I think the eight years of Obama gave us Trump because we let go, and the middle class was also suffering. They wanted an outsider and the republicans got that, and the left didn’t get their own outsider which was Bernie Sanders because Debbie Wasserman Schultz and the DNC was corrupt. Bernie Sanders realistically won, so in the year of the outsider, the left didn’t have theirs. That fucked everything up. People are sick of the status quos and current system. Since the 70s, we’ve shipped every blue collar job we had overseas for cheap, and children lead labor that we’ve collectively endorsed.
I had to ask because I spoke to another comedian who once said that it’s more difficult to be comedically shocking today. Especially with all that’s going on in North America.

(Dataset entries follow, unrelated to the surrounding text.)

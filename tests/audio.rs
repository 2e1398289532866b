//! Audio encoding tests
//!
//! Covers the WAV helpers without requiring audio hardware.

use std::io::Cursor;

use cameo::voice::{SAMPLE_RATE, samples_to_wav};

/// Generate sine wave audio samples
fn sine(frequency: f32, duration_secs: f32, amplitude: f32) -> Vec<f32> {
    let num_samples = (SAMPLE_RATE as f32 * duration_secs) as usize;
    (0..num_samples)
        .map(|i| {
            let t = i as f32 / SAMPLE_RATE as f32;
            amplitude * (2.0 * std::f32::consts::PI * frequency * t).sin()
        })
        .collect()
}

#[test]
fn wav_has_riff_header() {
    let samples = sine(440.0, 0.1, 0.5);
    let wav = samples_to_wav(&samples, SAMPLE_RATE).unwrap();

    assert_eq!(&wav[0..4], b"RIFF");
    assert_eq!(&wav[8..12], b"WAVE");
    assert!(wav.len() > 44);
}

#[test]
fn wav_roundtrips_through_hound() {
    let original: Vec<f32> = vec![0.0, 0.5, -0.5, 1.0, -1.0, 0.25];
    let wav = samples_to_wav(&original, SAMPLE_RATE).unwrap();

    let mut reader = hound::WavReader::new(Cursor::new(wav)).unwrap();
    let spec = reader.spec();
    assert_eq!(spec.sample_rate, SAMPLE_RATE);
    assert_eq!(spec.channels, 1);
    assert_eq!(spec.bits_per_sample, 16);

    let read: Vec<i16> = reader.samples::<i16>().map(|s| s.unwrap()).collect();
    assert_eq!(read.len(), original.len());

    // Full-scale samples clamp instead of wrapping
    assert_eq!(read[3], 32767);
    assert_eq!(read[4], -32767);
}

#[test]
fn empty_input_still_encodes() {
    let wav = samples_to_wav(&[], SAMPLE_RATE).unwrap();
    assert_eq!(wav.len(), 44);
}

In the case of comedy, from my perspective, good comedy has always been what it’s always been, therapy. It’s a way to process and cope with tragedy. It’s also a way to distort the truth, and add absurdity to the truth. As shit happens, yeah, it’s shocking. We’re living in a world of clickbait, social media, and we’re in a hyperbolic reactionary state of victimhood. The news that we have is hyper partisan, and it’s more difficult to get unbiased information. There’s very little true journalism in the grand scheme of things, and I think the America that existed the day before Trump was elected isn’t vastly different from the America that exists the day after he was elected.